Joe Vidulich named AU’s Alumni Association president
Vidulich hopes to connect students to alumni resources
As Joe Vidulich begins his two year term as the new president of the American University Alumni Association, promoting inclusion and strengthening the link between students and alumni are his top priorities, he said.
The University’s Alumni Association is a group of active alumni who represent AU’s 120,000 graduates. The association connects former classmates, informs alumni of campus activities and allows people to volunteer and donate to their alma mater.
Vidulich, who graduated from AU in 2008 and served as the board’s vice president for the past two years, said that as president, he wants to focus on making sure students know about the support system alumni can provide for them. Vidulich will be replacing Andrea Agathoklis Murino, who finished her two year term as president.
“There is a vast network of people that stand ready to help [students] succeed,” Vidulich said. “If you need help, if you're out of work, if you need your first job, there are people who have come before you. It doesn't matter if you're political, a scientist, or you are a practitioner of the arts. There is someone in AU’s long history that has been there, that has done that and is willing to lend a hand.”
Vidulich said that it is important to create an inclusive and welcoming atmosphere within the entire AU community. While differing political opinions can sometimes divide alumni and current students, he wants to embrace different beliefs in order to work together.

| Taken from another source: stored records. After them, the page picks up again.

use crate::error::{Error, ErrorKind, Result};
use crate::models::{Entity, Id, Stock, Stored, Value};
use crate::schema::Table;
use exn::ResultExt;

/// A sale of one or more copies out of a [`Stock`] row.
///
/// `date_sale` is kept as the text the caller supplied (the sample data uses
/// ISO-8601 dates, e.g. `2024-01-15`).
#[derive(Debug, Clone, PartialEq)]
pub struct Sale {
    pub price: f64,
    pub date_sale: String,
    pub stock: Id<Stock>,
    pub count: u32,
}
impl Sale {
    pub fn new(price: f64, date_sale: impl Into<String>, stock: Id<Stock>, count: u32) -> Self {
        Self { price, date_sale: date_sale.into(), stock, count }
    }
}

#[derive(sqlx::FromRow)]
pub struct SaleRow {
    id: i64,
    price: f64,
    date_sale: String,
    stock_id: i64,
    count: i64,
}
impl TryFrom<SaleRow> for Stored<Sale> {
    type Error = Error;
    fn try_from(row: SaleRow) -> Result<Self> {
        Ok(Self {
            id: Id::new(row.id),
            entity: Sale {
                price: row.price,
                date_sale: row.date_sale,
                stock: Id::new(row.stock_id),
                count: u32::try_from(row.count).or_raise(|| ErrorKind::InvalidData("sale count"))?,
            },
        })
    }
}

impl Entity for Sale {
    const TABLE: Table = Table::Sale;
    type Row = SaleRow;

    fn values(&self) -> Vec<Value> {
        vec![
            Value::from(self.price),
            Value::from(self.date_sale.as_str()),
            Value::from(self.stock),
            Value::from(self.count),
        ]
    }

    fn from_row(row: Self::Row) -> Result<Stored<Self>> {
        row.try_into()
    }
}

#[cfg(test)]
mod tests {
    use super::*;

    #[test]
    fn test_model_to_values() {
        let sale = Sale::new(29.99, "2024-01-15", Id::new(1), 2);
        assert_eq!(
            sale.values(),
            vec![
                Value::Real(29.99),
                Value::Text("2024-01-15".to_string()),
                Value::Integer(1),
                Value::Integer(2),
            ]
        );
    }

    #[test]
    fn test_row_to_model() {
        let row = SaleRow {
            id: 9,
            price: 12.5,
            date_sale: "2024-02-01".to_string(),
            stock_id: 3,
            count: 1,
        };
        let stored = Stored::<Sale>::try_from(row).unwrap();
        assert_eq!(stored.id.get(), 9);
        assert_eq!(stored.stock, Id::new(3));
        assert_eq!(stored.date_sale, "2024-02-01");
    }
}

“We need to make sure we’re celebrating inclusivity and diversity at the same time by working with the Black Alumni Alliance, Latino Alumni Alliance and the Pride Alliance,” Vidulich said. “We can find ways to celebrate AU in our own special way, but also together.”
Being active in campus organizations is nothing new to Vidulich, who said that during his time at AU, he was a Resident Assistant and was involved in greek life, the Residence Hall Association and AU College Republicans. He also served as the Student Government president from 2007-2008.
One of Vidulich’s most notable achievements at American University was creating the AU Blue Crew in 2006. This organization, whose goal is to generate more support for American University’s athletics, has grown to be one of the University’s largest student groups. Vidulich said he started the group because he believed athletes weren't being recognized for their hard work, a sentiment that he thinks has changed since the organization gained popularity.
“Students had a new appreciation for these students and fellow peers who were out there for them,” Vidulich said.
After graduating in 2008 with his bachelor's degree in political science, Vidulich said he continued to support his alma mater by joining the Alumni Association of which he has been an active member since 2010. He has also supported students through his involvement with internships and guest lecturing in the School of Public Affairs. Now, Vidulich works as the manager for State and Local Relations at Capital One.
“AU has given me so much, and I knew from the very beginning that I wanted to make sure I was giving back to it,” Vidulich said.
Vidulich also said that he is looking forward to the University’s next chapter under Secretary Sylvia Mathews Burwell, who was announced as the new president on Jan. 26, succeeding President Neil Kerwin.
“Secretary Burwell is emblematic of AU’s mission,” Vidulich said. “Her story is what every American University student aspires to be.”
He also noted that it was time for AU to have a woman be president.
“I’m looking forward to getting to meet with her and connecting her with other alumni to talk to her about how alumni can help move the University forward for years to come,” Vidulich said.
However, Vidulich is somewhat disappointed that an American University alumni will not be president anymore. He said that it is beneficial to have an AU alum in the office of the presidency. President Kerwin was an American University alum who graduated in 1971, while Secretary Burwell attended Harvard and Oxford.
“Now that we don't have the benefit of having an alumni as the president of the institution, I think its calls on all alumni to go out there and be more visible and give back more of their time and their talent to make sure we welcome and embrace Burwell, but also to help other alumni,” Vidulich said.